▶ WHAT YOU WILL DO
From the entries below, say how many lines carry the word "Panics", and give nothing but the number.

START SUPPLIED DATA

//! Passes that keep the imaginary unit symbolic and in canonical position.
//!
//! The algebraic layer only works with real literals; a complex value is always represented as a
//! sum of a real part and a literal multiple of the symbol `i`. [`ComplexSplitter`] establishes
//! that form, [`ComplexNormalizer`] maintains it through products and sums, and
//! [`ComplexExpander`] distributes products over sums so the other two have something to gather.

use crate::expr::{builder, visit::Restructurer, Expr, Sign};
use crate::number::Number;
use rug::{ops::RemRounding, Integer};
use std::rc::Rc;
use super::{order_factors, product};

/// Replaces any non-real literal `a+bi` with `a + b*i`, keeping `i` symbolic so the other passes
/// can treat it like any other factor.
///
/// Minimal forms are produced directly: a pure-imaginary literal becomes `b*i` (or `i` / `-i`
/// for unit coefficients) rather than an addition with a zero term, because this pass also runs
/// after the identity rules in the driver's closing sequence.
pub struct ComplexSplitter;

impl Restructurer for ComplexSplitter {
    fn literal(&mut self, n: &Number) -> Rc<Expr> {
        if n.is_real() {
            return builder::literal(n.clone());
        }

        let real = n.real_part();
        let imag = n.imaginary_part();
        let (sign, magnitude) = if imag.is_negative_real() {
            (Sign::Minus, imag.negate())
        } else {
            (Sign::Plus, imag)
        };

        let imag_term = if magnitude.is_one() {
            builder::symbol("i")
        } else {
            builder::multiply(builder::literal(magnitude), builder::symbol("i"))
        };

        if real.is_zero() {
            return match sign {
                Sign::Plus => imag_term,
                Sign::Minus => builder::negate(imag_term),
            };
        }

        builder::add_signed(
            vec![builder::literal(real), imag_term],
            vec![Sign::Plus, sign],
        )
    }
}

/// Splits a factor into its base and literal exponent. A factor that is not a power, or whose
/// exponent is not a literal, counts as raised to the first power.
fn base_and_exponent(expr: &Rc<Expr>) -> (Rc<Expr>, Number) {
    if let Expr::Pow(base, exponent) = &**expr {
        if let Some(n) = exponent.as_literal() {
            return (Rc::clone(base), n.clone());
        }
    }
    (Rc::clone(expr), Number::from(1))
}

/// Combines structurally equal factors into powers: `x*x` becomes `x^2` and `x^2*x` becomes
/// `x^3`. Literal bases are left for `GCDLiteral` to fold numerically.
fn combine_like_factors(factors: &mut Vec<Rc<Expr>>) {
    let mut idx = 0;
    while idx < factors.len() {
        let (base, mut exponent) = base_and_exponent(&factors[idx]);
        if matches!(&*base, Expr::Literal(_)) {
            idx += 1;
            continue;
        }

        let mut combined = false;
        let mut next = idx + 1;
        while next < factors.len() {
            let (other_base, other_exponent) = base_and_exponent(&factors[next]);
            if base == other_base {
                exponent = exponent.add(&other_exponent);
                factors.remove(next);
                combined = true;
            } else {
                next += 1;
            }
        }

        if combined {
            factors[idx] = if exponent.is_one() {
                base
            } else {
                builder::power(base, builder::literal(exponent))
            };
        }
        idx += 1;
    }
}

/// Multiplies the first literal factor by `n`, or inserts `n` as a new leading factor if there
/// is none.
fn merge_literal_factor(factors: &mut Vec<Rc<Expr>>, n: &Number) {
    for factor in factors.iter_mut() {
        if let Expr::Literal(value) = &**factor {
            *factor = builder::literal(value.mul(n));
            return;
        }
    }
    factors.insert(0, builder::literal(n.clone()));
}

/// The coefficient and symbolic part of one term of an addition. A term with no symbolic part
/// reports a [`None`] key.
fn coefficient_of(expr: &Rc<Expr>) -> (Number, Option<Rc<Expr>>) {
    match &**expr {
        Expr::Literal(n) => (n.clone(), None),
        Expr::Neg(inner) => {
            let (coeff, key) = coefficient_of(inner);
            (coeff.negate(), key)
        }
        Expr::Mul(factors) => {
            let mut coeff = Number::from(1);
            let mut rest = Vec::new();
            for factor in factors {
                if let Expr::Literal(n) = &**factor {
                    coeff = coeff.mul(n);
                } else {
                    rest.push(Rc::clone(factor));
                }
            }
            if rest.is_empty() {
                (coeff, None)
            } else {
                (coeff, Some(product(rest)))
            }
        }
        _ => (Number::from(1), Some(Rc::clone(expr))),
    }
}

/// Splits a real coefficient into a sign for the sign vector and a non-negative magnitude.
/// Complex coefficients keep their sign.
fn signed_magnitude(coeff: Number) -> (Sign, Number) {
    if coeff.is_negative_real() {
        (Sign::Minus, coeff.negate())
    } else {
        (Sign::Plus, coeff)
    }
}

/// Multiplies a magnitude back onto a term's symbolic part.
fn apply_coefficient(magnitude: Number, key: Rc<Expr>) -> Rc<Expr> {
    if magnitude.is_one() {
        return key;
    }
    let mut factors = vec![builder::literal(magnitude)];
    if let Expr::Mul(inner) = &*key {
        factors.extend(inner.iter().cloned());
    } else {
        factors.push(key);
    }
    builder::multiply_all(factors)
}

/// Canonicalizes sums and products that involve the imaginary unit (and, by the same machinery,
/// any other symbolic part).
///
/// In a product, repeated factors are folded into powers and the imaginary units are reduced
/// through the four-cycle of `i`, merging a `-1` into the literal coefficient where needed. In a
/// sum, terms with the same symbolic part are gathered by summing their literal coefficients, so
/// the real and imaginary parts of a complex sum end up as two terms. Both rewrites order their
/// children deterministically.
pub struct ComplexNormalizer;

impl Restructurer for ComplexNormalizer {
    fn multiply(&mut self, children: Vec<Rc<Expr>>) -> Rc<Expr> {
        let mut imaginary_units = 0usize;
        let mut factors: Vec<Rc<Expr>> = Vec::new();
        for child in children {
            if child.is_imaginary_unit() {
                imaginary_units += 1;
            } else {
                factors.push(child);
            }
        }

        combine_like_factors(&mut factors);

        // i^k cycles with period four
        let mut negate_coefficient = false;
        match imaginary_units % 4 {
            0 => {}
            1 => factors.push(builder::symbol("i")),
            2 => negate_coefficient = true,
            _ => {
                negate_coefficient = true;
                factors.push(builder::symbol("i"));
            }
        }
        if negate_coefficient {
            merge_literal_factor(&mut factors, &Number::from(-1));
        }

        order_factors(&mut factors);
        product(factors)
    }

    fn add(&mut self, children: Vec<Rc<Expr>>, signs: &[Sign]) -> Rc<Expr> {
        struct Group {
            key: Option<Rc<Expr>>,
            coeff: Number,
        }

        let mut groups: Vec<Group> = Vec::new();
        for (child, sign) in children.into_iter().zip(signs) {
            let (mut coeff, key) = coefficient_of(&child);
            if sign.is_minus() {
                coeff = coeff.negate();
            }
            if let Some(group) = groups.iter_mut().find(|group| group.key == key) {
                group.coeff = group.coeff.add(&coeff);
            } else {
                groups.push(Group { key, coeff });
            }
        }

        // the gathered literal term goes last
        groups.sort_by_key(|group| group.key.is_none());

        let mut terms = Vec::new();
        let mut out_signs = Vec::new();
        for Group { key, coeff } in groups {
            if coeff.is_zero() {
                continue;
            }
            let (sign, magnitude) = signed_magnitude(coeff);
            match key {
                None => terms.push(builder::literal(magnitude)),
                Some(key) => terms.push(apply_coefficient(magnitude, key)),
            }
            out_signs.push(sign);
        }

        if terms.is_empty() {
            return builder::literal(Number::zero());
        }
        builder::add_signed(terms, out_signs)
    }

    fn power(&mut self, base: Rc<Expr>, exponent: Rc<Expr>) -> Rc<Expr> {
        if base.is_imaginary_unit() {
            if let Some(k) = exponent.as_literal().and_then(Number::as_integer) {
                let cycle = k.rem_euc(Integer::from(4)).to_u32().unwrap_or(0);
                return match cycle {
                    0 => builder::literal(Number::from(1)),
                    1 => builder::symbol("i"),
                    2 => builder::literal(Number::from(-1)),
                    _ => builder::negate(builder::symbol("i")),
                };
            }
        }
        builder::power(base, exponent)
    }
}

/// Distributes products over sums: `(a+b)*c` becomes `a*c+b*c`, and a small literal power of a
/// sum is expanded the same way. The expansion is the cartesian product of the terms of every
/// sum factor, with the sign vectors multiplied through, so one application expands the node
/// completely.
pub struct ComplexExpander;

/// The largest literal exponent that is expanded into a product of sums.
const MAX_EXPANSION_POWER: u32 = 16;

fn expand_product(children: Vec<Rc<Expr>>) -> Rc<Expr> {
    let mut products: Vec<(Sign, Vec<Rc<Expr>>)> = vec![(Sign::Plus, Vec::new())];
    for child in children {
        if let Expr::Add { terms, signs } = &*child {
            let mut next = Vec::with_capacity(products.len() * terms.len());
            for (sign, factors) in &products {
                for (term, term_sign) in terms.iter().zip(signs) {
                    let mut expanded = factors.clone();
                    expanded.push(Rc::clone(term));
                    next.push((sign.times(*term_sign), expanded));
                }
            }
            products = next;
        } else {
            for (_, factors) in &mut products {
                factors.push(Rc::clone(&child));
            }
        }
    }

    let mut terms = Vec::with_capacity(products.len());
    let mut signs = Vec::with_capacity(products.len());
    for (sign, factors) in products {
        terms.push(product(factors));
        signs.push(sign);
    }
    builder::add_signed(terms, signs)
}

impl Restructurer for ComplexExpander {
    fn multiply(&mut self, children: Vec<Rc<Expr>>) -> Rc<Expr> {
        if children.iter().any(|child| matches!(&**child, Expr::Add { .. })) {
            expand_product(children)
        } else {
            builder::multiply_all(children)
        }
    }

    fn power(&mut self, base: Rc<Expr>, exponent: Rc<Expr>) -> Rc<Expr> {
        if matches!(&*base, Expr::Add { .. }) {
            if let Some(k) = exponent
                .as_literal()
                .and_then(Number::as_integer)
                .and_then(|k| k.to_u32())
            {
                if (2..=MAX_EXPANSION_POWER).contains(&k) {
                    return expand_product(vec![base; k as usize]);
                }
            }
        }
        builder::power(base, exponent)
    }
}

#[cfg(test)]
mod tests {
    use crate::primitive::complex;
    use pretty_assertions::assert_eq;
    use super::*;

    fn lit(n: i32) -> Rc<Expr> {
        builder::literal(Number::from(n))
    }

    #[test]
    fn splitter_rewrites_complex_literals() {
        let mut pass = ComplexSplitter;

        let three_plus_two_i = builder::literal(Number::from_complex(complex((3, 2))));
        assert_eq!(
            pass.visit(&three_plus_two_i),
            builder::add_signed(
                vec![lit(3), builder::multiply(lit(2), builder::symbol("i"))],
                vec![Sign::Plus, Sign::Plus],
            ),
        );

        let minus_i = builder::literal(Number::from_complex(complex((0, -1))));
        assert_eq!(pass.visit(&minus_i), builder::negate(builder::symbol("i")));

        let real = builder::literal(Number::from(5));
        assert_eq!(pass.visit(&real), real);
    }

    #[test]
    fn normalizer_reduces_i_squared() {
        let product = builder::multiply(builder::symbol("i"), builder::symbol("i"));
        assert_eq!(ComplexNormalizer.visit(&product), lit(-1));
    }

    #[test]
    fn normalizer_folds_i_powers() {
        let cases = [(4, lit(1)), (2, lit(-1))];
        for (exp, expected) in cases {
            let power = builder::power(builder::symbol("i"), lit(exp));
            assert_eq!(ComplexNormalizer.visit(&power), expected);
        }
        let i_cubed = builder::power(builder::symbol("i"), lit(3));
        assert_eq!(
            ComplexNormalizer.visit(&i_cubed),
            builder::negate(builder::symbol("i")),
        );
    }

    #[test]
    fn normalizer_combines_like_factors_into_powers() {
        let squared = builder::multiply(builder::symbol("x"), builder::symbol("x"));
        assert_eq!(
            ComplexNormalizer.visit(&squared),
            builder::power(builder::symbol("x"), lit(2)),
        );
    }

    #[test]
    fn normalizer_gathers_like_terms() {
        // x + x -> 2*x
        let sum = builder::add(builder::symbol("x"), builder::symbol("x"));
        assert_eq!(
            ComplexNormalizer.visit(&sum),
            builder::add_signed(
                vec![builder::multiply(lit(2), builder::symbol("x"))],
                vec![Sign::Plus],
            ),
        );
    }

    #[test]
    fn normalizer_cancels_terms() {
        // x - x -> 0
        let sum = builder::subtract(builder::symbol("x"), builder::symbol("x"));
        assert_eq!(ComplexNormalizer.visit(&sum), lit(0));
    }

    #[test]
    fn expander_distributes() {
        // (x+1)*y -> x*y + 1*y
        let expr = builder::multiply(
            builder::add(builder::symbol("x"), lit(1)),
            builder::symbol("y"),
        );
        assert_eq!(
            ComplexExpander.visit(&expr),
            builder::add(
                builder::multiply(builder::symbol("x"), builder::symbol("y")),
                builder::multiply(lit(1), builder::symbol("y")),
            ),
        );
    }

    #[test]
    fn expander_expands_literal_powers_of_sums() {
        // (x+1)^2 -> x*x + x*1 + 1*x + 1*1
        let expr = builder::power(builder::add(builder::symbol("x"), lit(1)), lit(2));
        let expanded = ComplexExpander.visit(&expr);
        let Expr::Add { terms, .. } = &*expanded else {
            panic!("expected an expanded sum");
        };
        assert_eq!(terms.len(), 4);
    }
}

END SUPPLIED DATA
START SUPPLIED DATA

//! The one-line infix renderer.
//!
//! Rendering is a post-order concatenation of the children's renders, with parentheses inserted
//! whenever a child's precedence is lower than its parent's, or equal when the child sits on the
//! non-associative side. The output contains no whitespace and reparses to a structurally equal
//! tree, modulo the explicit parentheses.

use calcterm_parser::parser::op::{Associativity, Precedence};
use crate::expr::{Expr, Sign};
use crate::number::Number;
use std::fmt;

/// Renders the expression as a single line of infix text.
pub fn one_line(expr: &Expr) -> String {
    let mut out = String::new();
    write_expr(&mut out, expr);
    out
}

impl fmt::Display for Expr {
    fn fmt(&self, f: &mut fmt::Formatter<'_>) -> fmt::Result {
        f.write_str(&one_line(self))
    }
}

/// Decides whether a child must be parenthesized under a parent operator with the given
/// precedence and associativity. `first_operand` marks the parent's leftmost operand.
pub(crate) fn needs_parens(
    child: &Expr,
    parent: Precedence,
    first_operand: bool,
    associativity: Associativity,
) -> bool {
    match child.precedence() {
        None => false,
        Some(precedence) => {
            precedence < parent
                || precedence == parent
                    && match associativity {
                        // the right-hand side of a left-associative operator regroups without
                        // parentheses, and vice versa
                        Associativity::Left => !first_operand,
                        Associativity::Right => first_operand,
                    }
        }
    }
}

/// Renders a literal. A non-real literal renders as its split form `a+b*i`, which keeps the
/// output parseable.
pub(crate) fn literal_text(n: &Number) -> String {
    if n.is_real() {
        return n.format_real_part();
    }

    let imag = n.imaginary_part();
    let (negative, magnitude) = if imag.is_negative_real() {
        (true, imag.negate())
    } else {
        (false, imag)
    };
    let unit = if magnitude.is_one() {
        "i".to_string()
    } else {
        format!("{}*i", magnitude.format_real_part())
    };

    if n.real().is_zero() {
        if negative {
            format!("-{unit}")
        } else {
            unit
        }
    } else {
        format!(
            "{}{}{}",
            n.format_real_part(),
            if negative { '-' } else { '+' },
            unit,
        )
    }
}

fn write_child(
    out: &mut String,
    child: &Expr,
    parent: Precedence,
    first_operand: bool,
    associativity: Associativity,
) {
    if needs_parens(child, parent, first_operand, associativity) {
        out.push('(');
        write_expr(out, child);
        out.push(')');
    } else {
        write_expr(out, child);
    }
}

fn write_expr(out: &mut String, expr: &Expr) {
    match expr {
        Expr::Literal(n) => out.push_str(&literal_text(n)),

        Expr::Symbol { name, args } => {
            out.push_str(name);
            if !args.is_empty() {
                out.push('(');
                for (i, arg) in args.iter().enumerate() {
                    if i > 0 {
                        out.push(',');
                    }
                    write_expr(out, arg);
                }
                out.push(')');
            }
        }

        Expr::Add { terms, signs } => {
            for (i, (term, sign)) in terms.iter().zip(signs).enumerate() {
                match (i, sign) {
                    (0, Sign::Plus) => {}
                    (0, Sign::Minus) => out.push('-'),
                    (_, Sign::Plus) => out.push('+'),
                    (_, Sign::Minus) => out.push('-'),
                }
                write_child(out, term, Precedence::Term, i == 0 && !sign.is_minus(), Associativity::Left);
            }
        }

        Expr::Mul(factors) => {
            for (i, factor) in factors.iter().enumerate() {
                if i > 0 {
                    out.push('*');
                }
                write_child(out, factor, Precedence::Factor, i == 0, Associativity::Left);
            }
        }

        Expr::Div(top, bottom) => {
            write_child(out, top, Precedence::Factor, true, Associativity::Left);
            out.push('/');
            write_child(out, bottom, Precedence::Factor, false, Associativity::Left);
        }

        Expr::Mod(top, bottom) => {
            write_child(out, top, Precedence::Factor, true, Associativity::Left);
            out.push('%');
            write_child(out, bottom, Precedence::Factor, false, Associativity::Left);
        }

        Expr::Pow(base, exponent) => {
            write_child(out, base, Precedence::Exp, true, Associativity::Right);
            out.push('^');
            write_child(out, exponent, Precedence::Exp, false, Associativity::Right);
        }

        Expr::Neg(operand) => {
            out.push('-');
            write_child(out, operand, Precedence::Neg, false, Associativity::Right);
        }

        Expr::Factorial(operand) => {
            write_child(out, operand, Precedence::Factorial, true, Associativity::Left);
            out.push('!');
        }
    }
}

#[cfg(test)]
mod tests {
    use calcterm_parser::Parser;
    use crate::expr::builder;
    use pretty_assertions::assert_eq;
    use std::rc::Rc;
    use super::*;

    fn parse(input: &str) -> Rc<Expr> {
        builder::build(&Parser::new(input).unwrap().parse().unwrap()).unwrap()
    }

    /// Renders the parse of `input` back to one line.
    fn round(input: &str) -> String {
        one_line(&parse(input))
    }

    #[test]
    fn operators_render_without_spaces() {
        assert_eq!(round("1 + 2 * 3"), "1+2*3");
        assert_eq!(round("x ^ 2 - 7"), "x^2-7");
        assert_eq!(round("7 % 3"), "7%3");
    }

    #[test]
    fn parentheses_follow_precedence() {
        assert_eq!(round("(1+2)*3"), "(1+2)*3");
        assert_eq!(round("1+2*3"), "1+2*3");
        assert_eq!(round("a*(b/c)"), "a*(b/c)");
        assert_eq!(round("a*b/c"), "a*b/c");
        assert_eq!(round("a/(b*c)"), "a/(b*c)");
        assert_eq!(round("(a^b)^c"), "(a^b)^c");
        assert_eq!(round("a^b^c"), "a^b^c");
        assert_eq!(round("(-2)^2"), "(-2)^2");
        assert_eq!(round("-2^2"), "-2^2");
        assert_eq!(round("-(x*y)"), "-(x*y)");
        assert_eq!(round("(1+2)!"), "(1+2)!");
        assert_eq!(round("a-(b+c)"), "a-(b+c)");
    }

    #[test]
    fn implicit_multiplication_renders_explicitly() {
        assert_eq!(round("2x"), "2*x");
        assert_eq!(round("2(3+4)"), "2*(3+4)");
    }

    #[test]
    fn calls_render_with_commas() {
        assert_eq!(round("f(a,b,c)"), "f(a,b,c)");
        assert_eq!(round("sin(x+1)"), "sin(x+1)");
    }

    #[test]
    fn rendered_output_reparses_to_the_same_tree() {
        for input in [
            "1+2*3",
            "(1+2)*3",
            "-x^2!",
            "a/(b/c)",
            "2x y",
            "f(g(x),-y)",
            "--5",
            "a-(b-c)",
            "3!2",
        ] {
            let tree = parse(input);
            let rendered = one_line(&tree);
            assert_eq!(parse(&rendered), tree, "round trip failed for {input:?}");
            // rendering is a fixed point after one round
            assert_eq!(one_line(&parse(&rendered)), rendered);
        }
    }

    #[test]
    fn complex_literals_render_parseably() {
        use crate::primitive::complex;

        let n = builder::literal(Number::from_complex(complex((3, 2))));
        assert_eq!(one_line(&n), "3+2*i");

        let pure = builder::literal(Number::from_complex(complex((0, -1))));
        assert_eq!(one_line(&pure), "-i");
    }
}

END SUPPLIED DATA
START SUPPLIED DATA

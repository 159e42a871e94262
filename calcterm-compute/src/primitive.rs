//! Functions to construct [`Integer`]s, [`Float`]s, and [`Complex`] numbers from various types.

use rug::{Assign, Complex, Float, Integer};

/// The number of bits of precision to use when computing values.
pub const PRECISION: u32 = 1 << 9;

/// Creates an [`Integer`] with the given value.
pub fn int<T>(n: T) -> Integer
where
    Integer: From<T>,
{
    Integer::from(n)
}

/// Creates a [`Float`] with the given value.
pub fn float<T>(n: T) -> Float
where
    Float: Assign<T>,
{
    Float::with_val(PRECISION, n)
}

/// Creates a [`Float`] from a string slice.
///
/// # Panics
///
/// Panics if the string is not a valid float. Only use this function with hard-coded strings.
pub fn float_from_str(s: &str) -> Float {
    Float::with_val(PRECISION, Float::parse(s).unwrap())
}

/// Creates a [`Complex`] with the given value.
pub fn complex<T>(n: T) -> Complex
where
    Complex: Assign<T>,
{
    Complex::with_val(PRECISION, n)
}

END SUPPLIED DATA

▶ EXERCISE ANSWER
2